The whole set was suspended on a single central post that was the support of the entire structure. Notably, the diameter of this prototype was 36 ft to reach about 1022 square feet of living space, a very convenient area by current housing standards. This model could be assembled by a single person if necessary, receiving in a single metal cylinder all the components and elements necessary for its assembly. Given an economy strongly accelerated by the Second World War, an aviation company was considered to manufacture up to 600,000 units in a year. The price of the prototype house was comparable to that of a car to be paid within a period of up to 5 years. The weight of the entire structure was only 2% of the total weight of a masonry-based home.
Despite the obvious advantages of this type of home, I did not end up being attractive to people as they associated it with a machine more than a house.
It is evident that these prototypes with greater or lesser success at the time of their conception, provide more than one clue for the creation of a favorable scenario for a new standard of steel housing:
Currently, the use of steel houses is based on cold-formed profiled sections, either aluminum or galvanized steel, as C-sections known as channels or posts. These form frames in 4 ft units to match the arrangement of drywall panels at interiors and durock as exteriors.
In the United States, through institutions such as the “Metal Building Manufacturers Association”, a good level of standardization has been achieved in terms of materials, design processes, connections and assembly of steel houses. These appeal in its final form to a much more traditional architecture than that used in those countries, even though the main structure is actually very different from the original.
Regardless of some subdivisions in Mexico (mainly in the northern states) that are produced using this technology, it will be necessary to make adjustments so that this type of housing is accepted for these new conditions experienced in Mexico.

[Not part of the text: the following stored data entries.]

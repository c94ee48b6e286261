//! The opaque reasoning dependency: `complete(prompt) -> text`.
//!
//! Everything downstream treats the returned text as untrusted and validates
//! its structure before use.

pub mod http;
pub mod response;
pub mod retrying;
pub mod scripted;

use thiserror::Error;

pub use http::HttpReasoner;
pub use retrying::RetryingReasoner;
pub use scripted::ScriptedReasoner;

#[derive(Debug, Clone, Error, PartialEq, Eq)]
pub enum ReasoningError {
    /// Timeout, rate limit, server error, dropped connection
    #[error("transient reasoning failure: {0}")]
    Transient(String),
    /// Bad credentials, rejected request, unusable configuration
    #[error("reasoning call rejected: {0}")]
    Fatal(String),
}

impl ReasoningError {
    pub fn is_transient(&self) -> bool {
        matches!(self, ReasoningError::Transient(_))
    }
}

pub trait Reasoner {
    fn complete(&self, prompt: &str) -> Result<String, ReasoningError>;
}

impl<R: Reasoner + ?Sized> Reasoner for &R {
    fn complete(&self, prompt: &str) -> Result<String, ReasoningError> {
        (**self).complete(prompt)
    }
}

impl<R: Reasoner + ?Sized> Reasoner for Box<R> {
    fn complete(&self, prompt: &str) -> Result<String, ReasoningError> {
        (**self).complete(prompt)
    }
}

The use of steel based on cold formed profiles in Mexico is possible and highly recommended to meet demand for housing in the country at the lowest cost. The low structure weight means that seismic impact can be reduced up to 75% of that generated by a housing structure made with traditional materials. In practical terms, it is possible to create highly resistant prototypes in seismic zones, which can further improve these capabilities with minimal adjustments. There must be a process to create prototypes according to geographic location, so that mass production is reflected in a high speed of new home creation.
The image of these prototype steel housing models must be adequate for the national market, so their incorporation into existing houses does not cause any rejection based on perception.
At ESJ, Steel Housing prototypes are currently being developed to suit these markets, considering both the company's experience and the results obtained over time.